Warning! I'm about to vent some frustration with Chris Matthews. No profanity, Jeralyn! I honor the protocol of the TalkLeft blog.

My annoyance with Matthews focuses on two of his behaviors. First, he sucks up and drops names. Maybe he sucks-up because he worships power regardless of character (Tom DeLay, Fred Thompson, etc.? Sheesh!); he drops names almost certainly because he's more or less subconsciously emulating the nursery rhyme character Little Jack Horner:

Little Jack Horner sat in the corner

Eating his Christmas pie,

He put in his thumb and pulled out a plum

And said "What a good boy am I!

"Look whom I know! Look whom I party with! Look whom I can call a `friend'! How cool is that?  See what a good boy I am?"

Time to pause and gather the threads of the argument.

Just above, I was talking about two manifestations of one aspect of my annoyance with Chris Matthews: namely, his strange hero worship and his pride in being a cocktail-circuit, prideful Washington insider. My second annoyance is that he rarely actually listens to what his "guests" are saying; instead he looks for (or forces) wedges to allow him to interrupt and pontificate.

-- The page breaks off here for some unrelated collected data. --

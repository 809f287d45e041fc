//! Filtration: Simplices Ordered by Entry Scale
//!
//! A filtration is stored as a flat arena sorted by
//!
//!   (filtration value, dimension, lexicographic vertices)
//!
//! The arena position is the identity of a simplex for the rest of the
//! pipeline: faces are referenced by their integer position, never by
//! pointer, so the boundary matrix can be read straight off the arena.
//!
//! ## Invariants
//!
//! - Every face of a simplex is present (closure)
//! - Every face enters no later than the simplex (monotonicity)
//!
//! Closure is enforced on construction. Monotonicity is checked separately by
//! [`Filtration::validate`], which the persistence engine calls on entry.

use std::collections::{HashMap, HashSet};

use crate::error::{Result, TdaError};
use super::Simplex;

/// A simplex with the scale at which it enters the complex
#[derive(Debug, Clone, PartialEq)]
pub struct FilteredSimplex {
    pub simplex: Simplex,
    pub value: f64,
}

impl FilteredSimplex {
    pub fn dimension(&self) -> usize {
        self.simplex.dimension()
    }
}

/// Sorted, indexed arena of filtered simplices
#[derive(Debug, Clone)]
pub struct Filtration {
    entries: Vec<FilteredSimplex>,
    index: HashMap<Simplex, usize>,
    /// `faces[j][i]` is the arena position of the face omitting vertex i
    faces: Vec<Vec<usize>>,
}

impl Filtration {
    /// Build a filtration from simplices and their values
    ///
    /// Fails with `MalformedFiltration` on negative or non-finite values,
    /// repeated simplices, or missing faces.
    pub fn from_simplices<I>(simplices: I) -> Result<Self>
    where
        I: IntoIterator<Item = (Simplex, f64)>,
    {
        let mut entries: Vec<FilteredSimplex> = simplices
            .into_iter()
            .map(|(simplex, value)| FilteredSimplex { simplex, value })
            .collect();

        if let Some(bad) = entries.iter().find(|e| !e.value.is_finite() || e.value < 0.0) {
            return Err(TdaError::MalformedFiltration(format!(
                "simplex {} has invalid filtration value {}",
                bad.simplex, bad.value
            )));
        }

        entries.sort_by(|a, b| {
            a.value
                .total_cmp(&b.value)
                .then(a.dimension().cmp(&b.dimension()))
                .then_with(|| a.simplex.cmp(&b.simplex))
        });

        let mut index = HashMap::with_capacity(entries.len());
        for (pos, entry) in entries.iter().enumerate() {
            if index.insert(entry.simplex.clone(), pos).is_some() {
                return Err(TdaError::MalformedFiltration(format!(
                    "simplex {} appears more than once",
                    entry.simplex
                )));
            }
        }

        let mut faces = Vec::with_capacity(entries.len());
        for entry in &entries {
            let mut positions = Vec::with_capacity(entry.dimension() + 1);
            for face in entry.simplex.faces() {
                match index.get(&face) {
                    Some(&pos) => positions.push(pos),
                    None => {
                        return Err(TdaError::MalformedFiltration(format!(
                            "face {face} of simplex {} is missing",
                            entry.simplex
                        )))
                    }
                }
            }
            faces.push(positions);
        }

        Ok(Self { entries, index, faces })
    }

    /// Check that every face enters no later than its cofaces
    pub fn validate(&self) -> Result<()> {
        for (pos, entry) in self.entries.iter().enumerate() {
            for &face in &self.faces[pos] {
                let face_entry = &self.entries[face];
                if face_entry.value > entry.value {
                    return Err(TdaError::MalformedFiltration(format!(
                        "face {} enters at {} after its coface {} at {}",
                        face_entry.simplex, face_entry.value, entry.simplex, entry.value
                    )));
                }
            }
        }
        Ok(())
    }

    /// Number of simplices
    pub fn len(&self) -> usize {
        self.entries.len()
    }

    pub fn is_empty(&self) -> bool {
        self.entries.is_empty()
    }

    /// Entry at arena position `pos`
    pub fn get(&self, pos: usize) -> Option<&FilteredSimplex> {
        self.entries.get(pos)
    }

    pub fn iter(&self) -> impl Iterator<Item = &FilteredSimplex> {
        self.entries.iter()
    }

    /// Filtration value at arena position `pos`
    ///
    /// # Panics
    /// Panics if `pos >= self.len()`.
    pub fn value(&self, pos: usize) -> f64 {
        self.entries[pos].value
    }

    /// Dimension of the simplex at arena position `pos`
    ///
    /// # Panics
    /// Panics if `pos >= self.len()`.
    pub fn dimension(&self, pos: usize) -> usize {
        self.entries[pos].dimension()
    }

    /// Arena positions of the codimension-1 faces of `pos`, in boundary order
    ///
    /// # Panics
    /// Panics if `pos >= self.len()`.
    pub fn face_positions(&self, pos: usize) -> &[usize] {
        &self.faces[pos]
    }

    /// Arena position of `simplex`, if present
    pub fn position_of(&self, simplex: &Simplex) -> Option<usize> {
        self.index.get(simplex).copied()
    }

    /// Filtration value of `simplex`, if present
    pub fn value_of(&self, simplex: &Simplex) -> Option<f64> {
        self.position_of(simplex).map(|pos| self.entries[pos].value)
    }

    /// Highest simplex dimension present (0 for an empty filtration)
    pub fn max_dimension(&self) -> usize {
        self.entries.iter().map(FilteredSimplex::dimension).max().unwrap_or(0)
    }

    /// Number of simplices in each dimension, indexed by dimension
    pub fn count_by_dimension(&self) -> Vec<usize> {
        let mut counts = vec![0; self.max_dimension() + 1];
        for entry in &self.entries {
            counts[entry.dimension()] += 1;
        }
        counts
    }

    /// Sorted distinct filtration values
    pub fn distinct_values(&self) -> Vec<f64> {
        let mut values: Vec<f64> = self.entries.iter().map(|e| e.value).collect();
        values.dedup();
        values
    }

    /// Largest filtration value (0 for an empty filtration)
    pub fn max_value(&self) -> f64 {
        self.entries.last().map(|e| e.value).unwrap_or(0.0)
    }

    /// Connected components of the complex at scale `scale`
    pub fn component_count_at(&self, scale: f64) -> usize {
        let vertices: Vec<usize> = self
            .entries
            .iter()
            .filter(|e| e.dimension() == 0 && e.value <= scale)
            .map(|e| e.simplex.vertices()[0])
            .collect();
        if vertices.is_empty() {
            return 0;
        }

        let slot: HashMap<usize, usize> =
            vertices.iter().enumerate().map(|(i, &v)| (v, i)).collect();
        let n = vertices.len();
        let mut parent: Vec<usize> = (0..n).collect();
        let mut rank = vec![0usize; n];

        fn find(parent: &mut [usize], i: usize) -> usize {
            if parent[i] != i {
                parent[i] = find(parent, parent[i]);
            }
            parent[i]
        }

        fn union(parent: &mut [usize], rank: &mut [usize], x: usize, y: usize) {
            let rx = find(parent, x);
            let ry = find(parent, y);
            if rx != ry {
                if rank[rx] < rank[ry] {
                    parent[rx] = ry;
                } else if rank[rx] > rank[ry] {
                    parent[ry] = rx;
                } else {
                    parent[ry] = rx;
                    rank[rx] += 1;
                }
            }
        }

        for entry in self.entries.iter().filter(|e| e.dimension() == 1 && e.value <= scale) {
            let v = entry.simplex.vertices();
            // an edge can precede its vertices in an unvalidated filtration
            if let (Some(&a), Some(&b)) = (slot.get(&v[0]), slot.get(&v[1])) {
                union(&mut parent, &mut rank, a, b);
            }
        }

        let mut roots = HashSet::new();
        for i in 0..n {
            roots.insert(find(&mut parent, i));
        }
        roots.len()
    }

    /// Connected components of the full complex
    pub fn component_count(&self) -> usize {
        self.component_count_at(f64::INFINITY)
    }
}
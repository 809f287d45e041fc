//! I/O Module: Reading Point Clouds and Writing Barcodes

mod loader;
mod reporter;

pub use loader::{parse_point_cloud, read_point_cloud};
pub use reporter::{write_barcodes, BarcodeFormat};
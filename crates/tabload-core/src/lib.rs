//! Core contracts for tabload.
//!
//! This crate defines the column catalog model, raw and typed row types, and
//! the coercion rules that turn delimited text into dialect-typed values.

pub mod coerce;
pub mod error;
pub mod naming;
pub mod redaction;
pub mod schema;
pub mod value;

pub use coerce::{coerce, coerce_row};
pub use error::{Error, Result};
pub use naming::{
    DATA_TABLE_SUFFIX, is_key_column, qualified_name, quote_ident, quote_literal,
    table_name_from_path,
};
pub use redaction::{RedactedConnection, redact_connection_string};
pub use schema::{ColumnDefinition, DialectType, TableSchema};
pub use value::{DATE_TIME_FORMAT, RawRow, TypedRow, TypedValue};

Yes, I know. This is S.O.P. for the major media. But that doesn't mitigate its annoyance, let alone make it positive, constructive, or right. Indeed, it's exactly the opposite. Tonight's example? The guests came from opposing ideological perspectives, but they agreed that what matters most for Obama's re-election chances is whether the unemployment percentage is perceived to be falling, idling, or rising.

So how did Matthews respond? "Yeah, yeah. But the unemployment rate right now is...." (Memory, not transcript. But I'm confident that's fair.)

From a generous perspective, Matthews seems deaf, dismissive, and/or disrespectful here. From a less generous perspective, he seems rude, dismissive, close-minded, and ... well, my point's no doubt obvious.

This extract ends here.